(Beginning of Exercise data)

//! An edge interrupt preempting the frame close of the previous edge.

use std::sync::atomic::{AtomicBool, Ordering};

use pico_rcjoy::*;


/// Fires one nested edge from inside the first frame boundary notification.
struct NestedEdge;

static NESTED: AtomicBool = AtomicBool::new(false);
static PPM: PpmDecoder<MicrosecondClock, NestedEdge> = PpmDecoder::new(NestedEdge);

const CLOSING_EDGE: Ticks = 30_000;
const NESTED_WIDTH: Ticks = 1200;

struct NoAlarm;

impl Alarm for NoAlarm {
	fn schedule_at(&mut self, _at: Ticks) {}
}

impl Hooks for NestedEdge {
	fn on_frame_received(&self, _source: SignalSource, _channel_count: u8) {
		if !NESTED.swap(true, Ordering::SeqCst) {
			PPM.on_edge(CLOSING_EDGE + NESTED_WIDTH, &mut NoAlarm);
		}
	}
}


#[test]
fn edge_during_frame_close_starts_the_next_frame() {
	let mut time: Ticks = 10_000;

	PPM.on_sync_timeout();
	PPM.on_edge(time, &mut NoAlarm);
	for _ in 0..5 {
		time += 1500;
		PPM.on_edge(time, &mut NoAlarm);
	}

	// The long gap closes the frame and the hook preempts with the first channel of the next.
	PPM.on_edge(CLOSING_EDGE, &mut NoAlarm);

	assert!(NESTED.load(Ordering::SeqCst));
	assert_eq!(PPM.channel_count(), 5);
	assert_eq!(PPM.channel_pulse_width(0), 1500);
	assert_eq!(PPM.state(), DecoderState::ReceivingData);

	time = CLOSING_EDGE + NESTED_WIDTH;
	for width in [1300, 1400, 1500] {
		time += width;
		PPM.on_edge(time, &mut NoAlarm);
	}
	PPM.on_sync_timeout();

	assert_eq!(PPM.channel_count(), 4);
	assert_eq!(
		(0..4).map(|channel| PPM.channel_pulse_width(channel)).collect::<Vec<_>>(),
		[1200, 1300, 1400, 1500]
	);
}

(End of Exercise data)

:: What you have to do ::
The records shown earlier should all be returned verbatim.

:: Response to this task ::
//! An edge interrupt preempting the frame close of the previous edge.

use std::sync::atomic::{AtomicBool, Ordering};

use pico_rcjoy::*;


/// Fires one nested edge from inside the first frame boundary notification.
struct NestedEdge;

static NESTED: AtomicBool = AtomicBool::new(false);
static PPM: PpmDecoder<MicrosecondClock, NestedEdge> = PpmDecoder::new(NestedEdge);

const CLOSING_EDGE: Ticks = 30_000;
const NESTED_WIDTH: Ticks = 1200;

struct NoAlarm;

impl Alarm for NoAlarm {
	fn schedule_at(&mut self, _at: Ticks) {}
}

impl Hooks for NestedEdge {
	fn on_frame_received(&self, _source: SignalSource, _channel_count: u8) {
		if !NESTED.swap(true, Ordering::SeqCst) {
			PPM.on_edge(CLOSING_EDGE + NESTED_WIDTH, &mut NoAlarm);
		}
	}
}


#[test]
fn edge_during_frame_close_starts_the_next_frame() {
	let mut time: Ticks = 10_000;

	PPM.on_sync_timeout();
	PPM.on_edge(time, &mut NoAlarm);
	for _ in 0..5 {
		time += 1500;
		PPM.on_edge(time, &mut NoAlarm);
	}

	// The long gap closes the frame and the hook preempts with the first channel of the next.
	PPM.on_edge(CLOSING_EDGE, &mut NoAlarm);

	assert!(NESTED.load(Ordering::SeqCst));
	assert_eq!(PPM.channel_count(), 5);
	assert_eq!(PPM.channel_pulse_width(0), 1500);
	assert_eq!(PPM.state(), DecoderState::ReceivingData);

	time = CLOSING_EDGE + NESTED_WIDTH;
	for width in [1300, 1400, 1500] {
		time += width;
		PPM.on_edge(time, &mut NoAlarm);
	}
	PPM.on_sync_timeout();

	assert_eq!(PPM.channel_count(), 4);
	assert_eq!(
		(0..4).map(|channel| PPM.channel_pulse_width(channel)).collect::<Vec<_>>(),
		[1200, 1300, 1400, 1500]
	);
}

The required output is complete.